In 2020, while serving as senior vice president, Enriquez was elected to a three-year term as a commissioner on the Western Association of Schools and Colleges Senior College and University Commission (WSCUC). Her term began on July 1. She was one of five new commissioners elected and served as the Pacific Basin representative with appointments to the Accreditation Policy and Procedure Committee and the International Accreditation Ad Hoc Committee.

=== Presidency of the University of Guam ===
On June 22, 2023, the University of Guam Board of Regents selected Enriquez to become the university's 12th president. The selection process began after the incumbent, Thomas W. Krise, announced his retirement. The applicant pool of 31 was narrowed to three finalists: Enriquez, Guam Community College president Mary Okada, and professor and attorney LeGene Quesenberry. Enriquez secured six of the nine regent votes.

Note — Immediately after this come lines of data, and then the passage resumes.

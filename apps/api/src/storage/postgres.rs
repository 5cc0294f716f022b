//! Postgres-backed stores. Question/response/score maps are persisted as
//! JSONB snapshots on the session row; one upsert per state transition.

use async_trait::async_trait;
use chrono::{DateTime, Utc};
use serde_json::Value;
use sqlx::{FromRow, PgPool};
use uuid::Uuid;

use crate::exam::question::QuestionUnit;
use crate::exam::session::{AssessmentKind, Session, SessionStatus};
use crate::exam::CodingSubmission;
use crate::models::candidate::CandidateRef;
use crate::screening::pipeline::ScreeningDecision;
use crate::screening::ScoredArtifact;
use crate::storage::{ArtifactStore, SessionStore, StorageError, SubmissionStore};

/// Creates the tables this service owns if they do not exist yet.
pub async fn ensure_schema(pool: &PgPool) -> Result<(), StorageError> {
    sqlx::query(
        r#"
        CREATE TABLE IF NOT EXISTS exam_sessions (
            id UUID PRIMARY KEY,
            candidate_email TEXT NOT NULL,
            candidate_name TEXT NOT NULL,
            kind TEXT NOT NULL,
            questions JSONB NOT NULL,
            responses JSONB NOT NULL,
            unit_scores JSONB NOT NULL,
            total_score INT NOT NULL,
            status TEXT NOT NULL,
            created_at TIMESTAMPTZ NOT NULL,
            completed_at TIMESTAMPTZ
        )
        "#,
    )
    .execute(pool)
    .await?;

    sqlx::query(
        r#"
        CREATE TABLE IF NOT EXISTS screening_artifacts (
            id UUID PRIMARY KEY,
            fingerprint TEXT NOT NULL,
            role TEXT NOT NULL,
            experience_level TEXT NOT NULL,
            candidate_name TEXT NOT NULL,
            candidate_email TEXT NOT NULL,
            skills JSONB NOT NULL,
            experience_summary TEXT NOT NULL,
            resume_text TEXT NOT NULL,
            jd_text TEXT NOT NULL,
            score DOUBLE PRECISION NOT NULL,
            decision TEXT NOT NULL,
            mail_status TEXT NOT NULL,
            created_at TIMESTAMPTZ NOT NULL,
            UNIQUE (fingerprint, role)
        )
        "#,
    )
    .execute(pool)
    .await?;

    sqlx::query(
        r#"
        CREATE TABLE IF NOT EXISTS coding_submissions (
            id UUID PRIMARY KEY,
            candidate_email TEXT NOT NULL,
            candidate_name TEXT NOT NULL,
            question_title TEXT NOT NULL,
            language TEXT NOT NULL,
            code TEXT NOT NULL,
            output TEXT NOT NULL,
            success BOOLEAN NOT NULL,
            created_at TIMESTAMPTZ NOT NULL
        )
        "#,
    )
    .execute(pool)
    .await?;

    sqlx::query(
        r#"
        CREATE TABLE IF NOT EXISTS aptitude_questions (
            id SERIAL PRIMARY KEY,
            question TEXT NOT NULL,
            options JSONB NOT NULL,
            answer TEXT NOT NULL
        )
        "#,
    )
    .execute(pool)
    .await?;

    Ok(())
}

/// Loads the aptitude question bank in insertion order. Ordinals are assigned
/// later, at partition time.
pub async fn load_aptitude_bank(pool: &PgPool) -> Result<Vec<QuestionUnit>, StorageError> {
    #[derive(FromRow)]
    struct BankRow {
        question: String,
        options: Value,
        answer: String,
    }

    let rows = sqlx::query_as::<_, BankRow>(
        "SELECT question, options, answer FROM aptitude_questions ORDER BY id",
    )
    .fetch_all(pool)
    .await?;

    rows.into_iter()
        .map(|row| {
            let options: Vec<String> = serde_json::from_value(row.options)?;
            Ok(QuestionUnit::closed(0, row.question, options, row.answer))
        })
        .collect()
}

#[derive(FromRow)]
struct SessionRow {
    id: Uuid,
    candidate_email: String,
    candidate_name: String,
    kind: String,
    questions: Value,
    responses: Value,
    unit_scores: Value,
    total_score: i32,
    status: String,
    created_at: DateTime<Utc>,
    completed_at: Option<DateTime<Utc>>,
}

impl SessionRow {
    fn into_session(self) -> Result<Session, StorageError> {
        Ok(Session {
            id: self.id,
            candidate: serde_json::from_value(Value::String(self.candidate_email))?,
            candidate_name: self.candidate_name,
            kind: serde_json::from_value(Value::String(self.kind))?,
            questions: serde_json::from_value(self.questions)?,
            responses: serde_json::from_value(self.responses)?,
            unit_scores: serde_json::from_value(self.unit_scores)?,
            total_score: self.total_score as u32,
            status: serde_json::from_value(Value::String(self.status))?,
            created_at: self.created_at,
            completed_at: self.completed_at,
        })
    }
}

fn status_text(status: SessionStatus) -> &'static str {
    match status {
        SessionStatus::InProgress => "in_progress",
        SessionStatus::Qualified => "qualified",
        SessionStatus::Regret => "regret",
    }
}

pub struct PgSessionStore {
    pool: PgPool,
}

impl PgSessionStore {
    pub fn new(pool: PgPool) -> Self {
        Self { pool }
    }
}

#[async_trait]
impl SessionStore for PgSessionStore {
    async fn save(&self, session: &Session) -> Result<(), StorageError> {
        sqlx::query(
            r#"
            INSERT INTO exam_sessions
                (id, candidate_email, candidate_name, kind, questions, responses,
                 unit_scores, total_score, status, created_at, completed_at)
            VALUES ($1, $2, $3, $4, $5, $6, $7, $8, $9, $10, $11)
            ON CONFLICT (id) DO UPDATE SET
                responses = EXCLUDED.responses,
                unit_scores = EXCLUDED.unit_scores,
                total_score = EXCLUDED.total_score,
                status = EXCLUDED.status,
                completed_at = EXCLUDED.completed_at
            "#,
        )
        .bind(session.id)
        .bind(session.candidate.as_str())
        .bind(&session.candidate_name)
        .bind(session.kind.as_str())
        .bind(serde_json::to_value(&session.questions)?)
        .bind(serde_json::to_value(&session.responses)?)
        .bind(serde_json::to_value(&session.unit_scores)?)
        .bind(session.total_score as i32)
        .bind(status_text(session.status))
        .bind(session.created_at)
        .bind(session.completed_at)
        .execute(&self.pool)
        .await?;
        Ok(())
    }

    async fn load(&self, id: Uuid) -> Result<Option<Session>, StorageError> {
        let row = sqlx::query_as::<_, SessionRow>("SELECT * FROM exam_sessions WHERE id = $1")
            .bind(id)
            .fetch_optional(&self.pool)
            .await?;
        row.map(SessionRow::into_session).transpose()
    }

    async fn find_latest(
        &self,
        candidate: &CandidateRef,
        kind: AssessmentKind,
    ) -> Result<Option<Session>, StorageError> {
        let row = sqlx::query_as::<_, SessionRow>(
            r#"
            SELECT * FROM exam_sessions
            WHERE candidate_email = $1 AND kind = $2
            ORDER BY created_at DESC
            LIMIT 1
            "#,
        )
        .bind(candidate.as_str())
        .bind(kind.as_str())
        .fetch_optional(&self.pool)
        .await?;
        row.map(SessionRow::into_session).transpose()
    }
}

#[derive(FromRow)]
struct ArtifactRow {
    id: Uuid,
    fingerprint: String,
    role: String,
    experience_level: String,
    candidate_name: String,
    candidate_email: String,
    skills: Value,
    experience_summary: String,
    resume_text: String,
    jd_text: String,
    score: f64,
    decision: String,
    mail_status: String,
    created_at: DateTime<Utc>,
}

impl ArtifactRow {
    fn into_artifact(self) -> Result<ScoredArtifact, StorageError> {
        let decision: ScreeningDecision = serde_json::from_value(Value::String(self.decision))?;
        Ok(ScoredArtifact {
            id: self.id,
            fingerprint: self.fingerprint,
            role: self.role,
            experience_level: self.experience_level,
            candidate_name: self.candidate_name,
            candidate_email: self.candidate_email,
            skills: serde_json::from_value(self.skills)?,
            experience_summary: self.experience_summary,
            resume_text: self.resume_text,
            jd_text: self.jd_text,
            score: self.score,
            decision,
            mail_status: self.mail_status,
            created_at: self.created_at,
        })
    }
}

pub struct PgArtifactStore {
    pool: PgPool,
}

impl PgArtifactStore {
    pub fn new(pool: PgPool) -> Self {
        Self { pool }
    }
}

#[async_trait]
impl ArtifactStore for PgArtifactStore {
    async fn save(&self, artifact: &ScoredArtifact) -> Result<(), StorageError> {
        sqlx::query(
            r#"
            INSERT INTO screening_artifacts
                (id, fingerprint, role, experience_level, candidate_name,
                 candidate_email, skills, experience_summary, resume_text,
                 jd_text, score, decision, mail_status, created_at)
            VALUES ($1, $2, $3, $4, $5, $6, $7, $8, $9, $10, $11, $12, $13, $14)
            "#,
        )
        .bind(artifact.id)
        .bind(&artifact.fingerprint)
        .bind(&artifact.role)
        .bind(&artifact.experience_level)
        .bind(&artifact.candidate_name)
        .bind(&artifact.candidate_email)
        .bind(serde_json::to_value(&artifact.skills)?)
        .bind(&artifact.experience_summary)
        .bind(&artifact.resume_text)
        .bind(&artifact.jd_text)
        .bind(artifact.score)
        .bind(artifact.decision.as_str())
        .bind(&artifact.mail_status)
        .bind(artifact.created_at)
        .execute(&self.pool)
        .await?;
        Ok(())
    }

    async fn find(
        &self,
        fingerprint: &str,
        role: &str,
    ) -> Result<Option<ScoredArtifact>, StorageError> {
        let row = sqlx::query_as::<_, ArtifactRow>(
            "SELECT * FROM screening_artifacts WHERE fingerprint = $1 AND role = $2",
        )
        .bind(fingerprint)
        .bind(role)
        .fetch_optional(&self.pool)
        .await?;
        row.map(ArtifactRow::into_artifact).transpose()
    }

    async fn list(&self, limit: i64, offset: i64) -> Result<Vec<ScoredArtifact>, StorageError> {
        let rows = sqlx::query_as::<_, ArtifactRow>(
            "SELECT * FROM screening_artifacts ORDER BY created_at DESC LIMIT $1 OFFSET $2",
        )
        .bind(limit)
        .bind(offset)
        .fetch_all(&self.pool)
        .await?;
        rows.into_iter().map(ArtifactRow::into_artifact).collect()
    }
}

pub struct PgSubmissionStore {
    pool: PgPool,
}

impl PgSubmissionStore {
    pub fn new(pool: PgPool) -> Self {
        Self { pool }
    }
}

#[async_trait]
impl SubmissionStore for PgSubmissionStore {
    async fn save(&self, submission: &CodingSubmission) -> Result<(), StorageError> {
        sqlx::query(
            r#"
            INSERT INTO coding_submissions
                (id, candidate_email, candidate_name, question_title, language,
                 code, output, success, created_at)
            VALUES ($1, $2, $3, $4, $5, $6, $7, $8, $9)
            "#,
        )
        .bind(submission.id)
        .bind(submission.candidate.as_str())
        .bind(&submission.candidate_name)
        .bind(&submission.question_title)
        .bind(&submission.language)
        .bind(&submission.code)
        .bind(&submission.output)
        .bind(submission.success)
        .bind(submission.created_at)
        .execute(&self.pool)
        .await?;
        Ok(())
    }

    async fn count_successful(&self, candidate: &CandidateRef) -> Result<i64, StorageError> {
        let count: i64 = sqlx::query_scalar(
            "SELECT COUNT(*) FROM coding_submissions WHERE candidate_email = $1 AND success = TRUE",
        )
        .bind(candidate.as_str())
        .fetch_one(&self.pool)
        .await?;
        Ok(count)
    }
}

Enriquez officially began her tenure on August 5, 2023. Her investiture ceremony was held on November 14, 2023, at the UOG Calvo Field House. As president, she stated her first moves would be to stabilize the institution and strengthen its core offerings. She outlined plans to work closely with community leaders and partners to ensure the university is responsive to the needs of the island.

== Personal life ==
Enriquez is married to Noel Enriquez and has three children and two granddaughters.

Enriquez is the author of a children's book titled "Neni Girl from Agat, Guam," which tells a story about growing up in the village of Hågat. The book, illustrated by local artist Cianna Yanger, was inspired by Enriquez's own experiences and heritage. The project expanded to include plush dolls of the main characters, created with the help of another local artist, Kaiulani Lujan. The book and dolls have been used in philanthropic efforts, with donations made to the island's foster children.

Enriquez has been active in Rotary International, helping students with book projects and coordinating major scholarships. Enriquez served as the president of the Rotary Club of Pago Bay and is active in the Guam Women's Chamber.